> [Problem description]: Pull out of the data below the stretch of lines bounded by the one containing "pub enum ValuationError" and the one containing "strictly positive, got", both bounds included, unchanged.

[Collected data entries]
********
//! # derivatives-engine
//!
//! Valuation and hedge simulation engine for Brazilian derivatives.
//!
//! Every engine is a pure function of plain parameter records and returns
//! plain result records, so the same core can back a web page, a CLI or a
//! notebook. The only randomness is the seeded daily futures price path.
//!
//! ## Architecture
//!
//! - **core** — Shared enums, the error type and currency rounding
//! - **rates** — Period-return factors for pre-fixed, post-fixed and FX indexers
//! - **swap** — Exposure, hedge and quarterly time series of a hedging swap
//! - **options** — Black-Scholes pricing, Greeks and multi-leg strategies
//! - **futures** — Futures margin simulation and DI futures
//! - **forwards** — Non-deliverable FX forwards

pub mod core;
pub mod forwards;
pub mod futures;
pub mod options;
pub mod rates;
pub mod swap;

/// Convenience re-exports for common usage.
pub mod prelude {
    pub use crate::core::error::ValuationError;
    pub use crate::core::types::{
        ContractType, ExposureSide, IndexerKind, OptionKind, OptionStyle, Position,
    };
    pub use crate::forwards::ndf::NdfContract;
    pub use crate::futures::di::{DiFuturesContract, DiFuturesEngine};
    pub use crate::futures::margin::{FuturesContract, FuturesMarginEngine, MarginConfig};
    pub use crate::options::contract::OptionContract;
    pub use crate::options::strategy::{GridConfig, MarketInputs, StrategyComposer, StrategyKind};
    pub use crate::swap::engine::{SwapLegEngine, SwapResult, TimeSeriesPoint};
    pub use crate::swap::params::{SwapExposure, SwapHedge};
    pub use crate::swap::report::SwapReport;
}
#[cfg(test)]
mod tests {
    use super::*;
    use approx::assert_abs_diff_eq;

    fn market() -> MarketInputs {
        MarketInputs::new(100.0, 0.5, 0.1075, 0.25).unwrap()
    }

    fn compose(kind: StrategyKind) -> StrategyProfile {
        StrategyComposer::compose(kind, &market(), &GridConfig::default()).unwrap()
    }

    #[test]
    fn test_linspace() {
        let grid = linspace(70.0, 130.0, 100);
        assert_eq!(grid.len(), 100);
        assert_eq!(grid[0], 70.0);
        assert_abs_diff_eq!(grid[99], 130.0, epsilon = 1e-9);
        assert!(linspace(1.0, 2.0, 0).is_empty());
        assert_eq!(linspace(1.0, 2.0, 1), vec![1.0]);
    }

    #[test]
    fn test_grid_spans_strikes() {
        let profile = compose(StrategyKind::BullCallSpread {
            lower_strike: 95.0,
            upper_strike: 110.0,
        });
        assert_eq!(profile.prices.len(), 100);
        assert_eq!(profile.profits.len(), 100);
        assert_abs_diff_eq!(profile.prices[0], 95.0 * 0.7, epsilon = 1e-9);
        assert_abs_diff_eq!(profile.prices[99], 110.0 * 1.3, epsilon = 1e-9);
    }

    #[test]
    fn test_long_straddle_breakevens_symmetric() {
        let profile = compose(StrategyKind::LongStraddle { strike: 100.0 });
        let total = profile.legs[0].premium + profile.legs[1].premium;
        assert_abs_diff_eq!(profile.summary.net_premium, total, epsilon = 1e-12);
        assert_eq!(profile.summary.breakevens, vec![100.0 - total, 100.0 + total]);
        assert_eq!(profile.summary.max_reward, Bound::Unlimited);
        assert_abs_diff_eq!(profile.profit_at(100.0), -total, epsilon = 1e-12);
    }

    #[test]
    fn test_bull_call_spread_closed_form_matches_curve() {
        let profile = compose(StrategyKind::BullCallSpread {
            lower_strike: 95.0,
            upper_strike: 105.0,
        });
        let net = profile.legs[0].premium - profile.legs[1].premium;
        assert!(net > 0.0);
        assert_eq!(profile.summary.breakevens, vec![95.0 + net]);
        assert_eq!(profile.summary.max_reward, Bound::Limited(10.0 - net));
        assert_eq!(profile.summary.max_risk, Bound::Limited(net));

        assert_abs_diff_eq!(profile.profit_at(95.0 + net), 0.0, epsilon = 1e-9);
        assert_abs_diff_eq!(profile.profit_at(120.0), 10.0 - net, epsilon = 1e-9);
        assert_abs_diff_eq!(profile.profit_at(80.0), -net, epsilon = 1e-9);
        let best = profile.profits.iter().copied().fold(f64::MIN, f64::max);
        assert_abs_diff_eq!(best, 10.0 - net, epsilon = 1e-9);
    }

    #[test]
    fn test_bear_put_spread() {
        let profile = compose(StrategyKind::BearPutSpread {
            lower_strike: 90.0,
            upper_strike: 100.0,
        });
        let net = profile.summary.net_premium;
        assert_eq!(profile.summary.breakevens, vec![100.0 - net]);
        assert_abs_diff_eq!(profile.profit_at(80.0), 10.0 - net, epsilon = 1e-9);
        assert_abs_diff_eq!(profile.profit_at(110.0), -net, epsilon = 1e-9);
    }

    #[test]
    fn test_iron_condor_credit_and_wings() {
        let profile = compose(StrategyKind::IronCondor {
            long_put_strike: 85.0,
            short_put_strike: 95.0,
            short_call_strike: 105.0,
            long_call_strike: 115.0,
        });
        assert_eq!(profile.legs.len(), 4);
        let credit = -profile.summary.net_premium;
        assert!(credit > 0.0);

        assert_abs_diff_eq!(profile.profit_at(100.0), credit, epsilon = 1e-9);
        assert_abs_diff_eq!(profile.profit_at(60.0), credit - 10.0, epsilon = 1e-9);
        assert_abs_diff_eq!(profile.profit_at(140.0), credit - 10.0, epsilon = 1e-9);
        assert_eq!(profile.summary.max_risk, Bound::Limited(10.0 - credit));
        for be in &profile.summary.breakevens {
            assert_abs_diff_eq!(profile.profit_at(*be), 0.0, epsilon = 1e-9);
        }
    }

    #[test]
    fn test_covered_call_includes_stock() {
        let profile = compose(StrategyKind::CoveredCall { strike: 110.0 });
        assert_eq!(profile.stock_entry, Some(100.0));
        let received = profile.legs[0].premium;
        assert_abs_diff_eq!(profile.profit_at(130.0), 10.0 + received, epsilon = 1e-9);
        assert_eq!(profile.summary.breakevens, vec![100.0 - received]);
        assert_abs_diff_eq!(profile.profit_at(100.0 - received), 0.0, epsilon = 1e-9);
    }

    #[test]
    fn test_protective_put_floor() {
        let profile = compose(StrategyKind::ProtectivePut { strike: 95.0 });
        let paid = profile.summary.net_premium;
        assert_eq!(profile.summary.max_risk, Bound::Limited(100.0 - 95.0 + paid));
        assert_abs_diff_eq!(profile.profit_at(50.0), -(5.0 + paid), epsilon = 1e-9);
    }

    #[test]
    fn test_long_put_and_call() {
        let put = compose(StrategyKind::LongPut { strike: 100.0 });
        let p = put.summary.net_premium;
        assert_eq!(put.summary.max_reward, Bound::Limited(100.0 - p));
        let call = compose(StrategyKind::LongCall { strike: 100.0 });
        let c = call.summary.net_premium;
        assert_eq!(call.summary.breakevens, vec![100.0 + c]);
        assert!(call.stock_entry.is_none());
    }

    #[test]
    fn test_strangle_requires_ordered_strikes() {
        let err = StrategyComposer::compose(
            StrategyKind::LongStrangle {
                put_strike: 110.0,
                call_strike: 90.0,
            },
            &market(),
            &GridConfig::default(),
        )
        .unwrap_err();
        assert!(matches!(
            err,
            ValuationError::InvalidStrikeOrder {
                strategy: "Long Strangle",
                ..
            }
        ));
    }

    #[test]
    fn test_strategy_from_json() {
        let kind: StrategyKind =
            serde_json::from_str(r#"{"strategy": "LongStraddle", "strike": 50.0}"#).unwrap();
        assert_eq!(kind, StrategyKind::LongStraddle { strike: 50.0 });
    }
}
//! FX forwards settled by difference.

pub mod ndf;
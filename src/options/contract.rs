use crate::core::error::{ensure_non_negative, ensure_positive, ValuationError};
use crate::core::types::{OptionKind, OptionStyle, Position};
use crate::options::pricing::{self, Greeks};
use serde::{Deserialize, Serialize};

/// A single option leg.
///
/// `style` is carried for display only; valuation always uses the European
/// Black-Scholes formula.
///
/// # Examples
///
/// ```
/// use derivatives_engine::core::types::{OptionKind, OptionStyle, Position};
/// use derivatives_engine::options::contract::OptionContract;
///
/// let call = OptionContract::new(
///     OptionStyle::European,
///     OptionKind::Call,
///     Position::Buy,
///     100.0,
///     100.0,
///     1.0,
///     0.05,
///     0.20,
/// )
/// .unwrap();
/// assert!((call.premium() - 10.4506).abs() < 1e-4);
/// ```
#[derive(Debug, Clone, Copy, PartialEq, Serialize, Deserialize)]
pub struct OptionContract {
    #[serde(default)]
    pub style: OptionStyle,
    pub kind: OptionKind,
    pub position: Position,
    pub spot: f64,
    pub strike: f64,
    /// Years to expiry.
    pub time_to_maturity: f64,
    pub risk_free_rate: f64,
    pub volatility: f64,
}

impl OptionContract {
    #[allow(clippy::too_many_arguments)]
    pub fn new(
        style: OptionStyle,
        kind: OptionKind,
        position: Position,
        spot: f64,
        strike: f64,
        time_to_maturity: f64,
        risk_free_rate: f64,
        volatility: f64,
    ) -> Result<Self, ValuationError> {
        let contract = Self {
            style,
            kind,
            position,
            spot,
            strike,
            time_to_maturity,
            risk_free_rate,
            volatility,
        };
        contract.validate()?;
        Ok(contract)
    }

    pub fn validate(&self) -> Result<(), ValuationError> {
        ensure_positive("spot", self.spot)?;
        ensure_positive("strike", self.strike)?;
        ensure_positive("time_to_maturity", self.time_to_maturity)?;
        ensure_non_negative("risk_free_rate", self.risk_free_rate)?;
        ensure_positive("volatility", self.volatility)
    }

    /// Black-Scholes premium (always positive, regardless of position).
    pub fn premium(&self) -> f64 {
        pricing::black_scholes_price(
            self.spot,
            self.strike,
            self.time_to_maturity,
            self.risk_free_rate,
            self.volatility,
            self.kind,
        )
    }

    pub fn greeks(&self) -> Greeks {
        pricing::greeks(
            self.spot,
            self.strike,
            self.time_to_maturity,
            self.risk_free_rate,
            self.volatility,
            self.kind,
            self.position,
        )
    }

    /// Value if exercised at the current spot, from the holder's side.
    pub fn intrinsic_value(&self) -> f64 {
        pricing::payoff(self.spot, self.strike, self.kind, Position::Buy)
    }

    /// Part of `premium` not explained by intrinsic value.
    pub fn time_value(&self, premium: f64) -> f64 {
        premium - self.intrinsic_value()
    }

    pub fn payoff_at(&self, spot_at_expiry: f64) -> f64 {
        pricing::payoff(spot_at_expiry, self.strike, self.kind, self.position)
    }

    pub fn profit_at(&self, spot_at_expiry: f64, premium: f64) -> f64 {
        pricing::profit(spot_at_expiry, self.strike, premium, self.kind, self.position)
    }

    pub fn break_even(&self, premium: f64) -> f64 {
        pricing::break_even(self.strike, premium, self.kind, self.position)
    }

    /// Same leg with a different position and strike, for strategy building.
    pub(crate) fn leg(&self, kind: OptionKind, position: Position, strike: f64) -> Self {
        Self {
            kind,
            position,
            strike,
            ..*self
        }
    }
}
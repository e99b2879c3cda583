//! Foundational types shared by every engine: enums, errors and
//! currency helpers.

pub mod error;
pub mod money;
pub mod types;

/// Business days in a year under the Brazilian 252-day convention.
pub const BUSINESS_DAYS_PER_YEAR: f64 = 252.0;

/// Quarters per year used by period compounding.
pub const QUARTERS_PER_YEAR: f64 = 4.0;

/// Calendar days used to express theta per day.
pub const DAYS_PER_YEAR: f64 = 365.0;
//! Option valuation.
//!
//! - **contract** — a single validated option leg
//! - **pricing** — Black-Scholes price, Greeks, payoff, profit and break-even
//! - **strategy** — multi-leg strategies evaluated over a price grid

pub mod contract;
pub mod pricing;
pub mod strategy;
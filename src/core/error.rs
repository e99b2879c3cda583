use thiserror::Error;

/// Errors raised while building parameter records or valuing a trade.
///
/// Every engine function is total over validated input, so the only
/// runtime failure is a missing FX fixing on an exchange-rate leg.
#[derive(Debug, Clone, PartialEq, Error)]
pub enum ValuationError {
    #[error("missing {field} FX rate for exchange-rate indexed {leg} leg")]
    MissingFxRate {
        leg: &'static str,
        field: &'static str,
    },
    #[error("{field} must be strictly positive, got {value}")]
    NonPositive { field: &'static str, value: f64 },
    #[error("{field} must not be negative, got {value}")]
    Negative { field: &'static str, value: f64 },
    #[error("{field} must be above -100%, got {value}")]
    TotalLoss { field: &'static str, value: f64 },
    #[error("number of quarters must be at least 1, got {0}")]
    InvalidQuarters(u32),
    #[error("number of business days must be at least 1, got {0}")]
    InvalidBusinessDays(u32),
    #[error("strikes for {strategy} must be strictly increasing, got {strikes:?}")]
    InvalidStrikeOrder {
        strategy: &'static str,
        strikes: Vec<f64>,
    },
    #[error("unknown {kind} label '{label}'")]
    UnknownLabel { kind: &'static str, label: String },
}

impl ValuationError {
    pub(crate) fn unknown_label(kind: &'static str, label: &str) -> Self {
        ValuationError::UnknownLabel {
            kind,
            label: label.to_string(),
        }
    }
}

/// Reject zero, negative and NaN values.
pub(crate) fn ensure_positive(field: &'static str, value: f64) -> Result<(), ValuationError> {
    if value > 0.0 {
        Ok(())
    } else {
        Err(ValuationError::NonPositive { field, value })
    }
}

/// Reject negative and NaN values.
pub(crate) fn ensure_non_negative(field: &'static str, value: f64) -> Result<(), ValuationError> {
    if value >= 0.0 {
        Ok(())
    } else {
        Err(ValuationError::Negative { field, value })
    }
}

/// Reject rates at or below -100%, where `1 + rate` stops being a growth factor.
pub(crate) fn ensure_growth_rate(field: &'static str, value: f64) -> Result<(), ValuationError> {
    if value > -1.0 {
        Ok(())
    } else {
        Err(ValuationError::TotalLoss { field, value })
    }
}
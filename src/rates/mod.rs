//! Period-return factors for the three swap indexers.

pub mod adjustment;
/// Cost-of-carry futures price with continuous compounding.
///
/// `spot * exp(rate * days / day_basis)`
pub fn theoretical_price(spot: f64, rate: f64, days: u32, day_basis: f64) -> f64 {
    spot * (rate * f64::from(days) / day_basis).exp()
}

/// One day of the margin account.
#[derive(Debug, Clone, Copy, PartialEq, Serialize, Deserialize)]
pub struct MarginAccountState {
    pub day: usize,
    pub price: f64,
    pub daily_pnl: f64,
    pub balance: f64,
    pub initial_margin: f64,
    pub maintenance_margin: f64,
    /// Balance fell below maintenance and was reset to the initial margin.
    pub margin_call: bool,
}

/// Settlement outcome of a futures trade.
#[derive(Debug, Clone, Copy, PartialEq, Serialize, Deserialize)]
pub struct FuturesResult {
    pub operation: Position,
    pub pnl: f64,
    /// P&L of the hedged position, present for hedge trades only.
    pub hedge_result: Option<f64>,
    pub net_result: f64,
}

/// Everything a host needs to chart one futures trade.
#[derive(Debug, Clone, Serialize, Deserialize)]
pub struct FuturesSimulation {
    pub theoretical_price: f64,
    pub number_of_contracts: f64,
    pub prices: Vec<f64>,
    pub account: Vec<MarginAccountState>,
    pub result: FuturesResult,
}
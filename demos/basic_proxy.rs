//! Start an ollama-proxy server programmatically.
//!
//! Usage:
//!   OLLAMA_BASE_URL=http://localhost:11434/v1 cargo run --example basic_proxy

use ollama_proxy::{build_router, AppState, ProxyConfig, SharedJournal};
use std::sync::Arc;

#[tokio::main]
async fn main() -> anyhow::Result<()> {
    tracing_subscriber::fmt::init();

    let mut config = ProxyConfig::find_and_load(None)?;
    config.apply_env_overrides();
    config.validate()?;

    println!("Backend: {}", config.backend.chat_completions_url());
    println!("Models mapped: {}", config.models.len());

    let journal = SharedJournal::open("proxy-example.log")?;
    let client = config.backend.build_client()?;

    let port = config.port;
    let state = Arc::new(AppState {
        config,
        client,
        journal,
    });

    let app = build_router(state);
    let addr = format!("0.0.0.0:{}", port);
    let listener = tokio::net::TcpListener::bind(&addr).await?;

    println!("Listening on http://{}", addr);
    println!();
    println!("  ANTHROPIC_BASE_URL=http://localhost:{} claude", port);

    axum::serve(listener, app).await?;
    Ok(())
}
********
> [Your solution]:
pub enum ValuationError {
    #[error("missing {field} FX rate for exchange-rate indexed {leg} leg")]
    MissingFxRate {
        leg: &'static str,
        field: &'static str,
    },
    #[error("{field} must be strictly positive, got {value}")]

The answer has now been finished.